Slavery was abolished by the Spanish in 1879 and the independence movement was by then largely led by men of strong anti-racist convictions and indeed some of the independence fighters' leaders were black or mixed race. But blacks were still repressed, even after independence from Spain in 1898.

3,000 black demonstrators were killed in 1912 by government troops. The same year, US troops intervened to put down a revolt by former slaves. Cuba remained stratified: pure Spanish on top; mulattos in the middle, often acting as plantation foremen; blacks at the bottom working in menial city jobs or on the estates. Very few had land and many municipal parks were segregated.

Castro's revolution was largely an event of the radical Spanish upper-middle classes. Although one of his firsts acts was to abolish racial discrimination and his own commitment is beyond question, ever since the majority of his cabinets have been of almost pure Spanish descent.

Cuba's racial mix is unusual in the Americas. Most of the Caribbean is predominately black, while Latin America is mainly Indian or mestizo - mixed Spanish and Indian with a small proportion of people of largely Spanish descent.
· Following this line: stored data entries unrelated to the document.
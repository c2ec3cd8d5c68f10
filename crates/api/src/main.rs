use std::net::SocketAddr;
use std::time::Duration;

use tracing_subscriber::{layer::SubscriberExt, util::SubscriberInitExt};

use parktrack_api::config::ServerConfig;
use parktrack_api::router::build_app_router;
use parktrack_api::state::AppState;

#[tokio::main]
async fn main() {
    dotenvy::dotenv().ok();

    // --- Tracing ---
    tracing_subscriber::registry()
        .with(
            tracing_subscriber::EnvFilter::try_from_default_env()
                .unwrap_or_else(|_| "parktrack_api=debug,parktrack_db=debug,tower_http=debug".into()),
        )
        .with(tracing_subscriber::fmt::layer())
        .init();

    // --- Configuration ---
    let config = ServerConfig::from_env();
    tracing::info!(host = %config.host, port = %config.port, "Loaded server configuration");

    // --- Database ---
    let database_url = std::env::var("DATABASE_URL").expect("DATABASE_URL must be set");

    let pool = parktrack_db::create_pool(&database_url, config.db_max_connections)
        .await
        .expect("Failed to connect to database");
    tracing::info!(max_connections = config.db_max_connections, "Database connection pool created");

    parktrack_db::health_check(&pool)
        .await
        .expect("Database health check failed");

    parktrack_db::run_migrations(&pool)
        .await
        .expect("Failed to run database migrations");
    tracing::info!("Database migrations applied");

    // --- Router ---
    let shutdown_timeout = Duration::from_secs(config.shutdown_timeout_secs);
    let addr = SocketAddr::new(
        config.host.parse().expect("Invalid HOST address"),
        config.port,
    );
    let app = build_app_router(AppState::new(pool.clone(), config));

    // --- Start server ---
    tracing::info!(%addr, "Starting server");
    let listener = tokio::net::TcpListener::bind(addr)
        .await
        .expect("Failed to bind to address");

    let server = axum::serve(listener, app).with_graceful_shutdown(shutdown_signal());
    if let Err(e) = server.await {
        tracing::error!(error = %e, "Server error");
    }

    // --- Post-shutdown cleanup ---
    tracing::info!("Server stopped accepting connections, closing database pool");
    if tokio::time::timeout(shutdown_timeout, pool.close())
        .await
        .is_err()
    {
        tracing::warn!("Timed out waiting for database connections to close");
    }
    tracing::info!("Graceful shutdown complete");
}

/// Wait for SIGINT (Ctrl-C) or, on Unix, SIGTERM.
async fn shutdown_signal() {
    let ctrl_c = async {
        tokio::signal::ctrl_c()
            .await
            .expect("Failed to install Ctrl-C handler");
    };

    #[cfg(unix)]
    let terminate = async {
        tokio::signal::unix::signal(tokio::signal::unix::SignalKind::terminate())
            .expect("Failed to install SIGTERM handler")
            .recv()
            .await;
    };

    #[cfg(not(unix))]
    let terminate = std::future::pending::<()>();

    tokio::select! {
        () = ctrl_c => {
            tracing::info!("Received SIGINT (Ctrl-C), starting graceful shutdown");
        }
        () = terminate => {
            tracing::info!("Received SIGTERM, starting graceful shutdown");
        }
    }
}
Cuba, however, has no Indian population, but a large Spanish one, as well as people of African descent and people of mixed race mulattos, as they are called in Cuba where the word is still widely used, despite now having racist connotations in the West.

Officially the present population is 66% white, 12% black and 22% mulatto, but because emigration from Cuba has been predominantly by whites, the proportion of blacks and mulattos is now higher, something which is very apparent in the poorer areas of Cubans towns and cities. Racial problems in Cuba remain largely bottled up and covert racist attitudes are still often not far beneath the surface.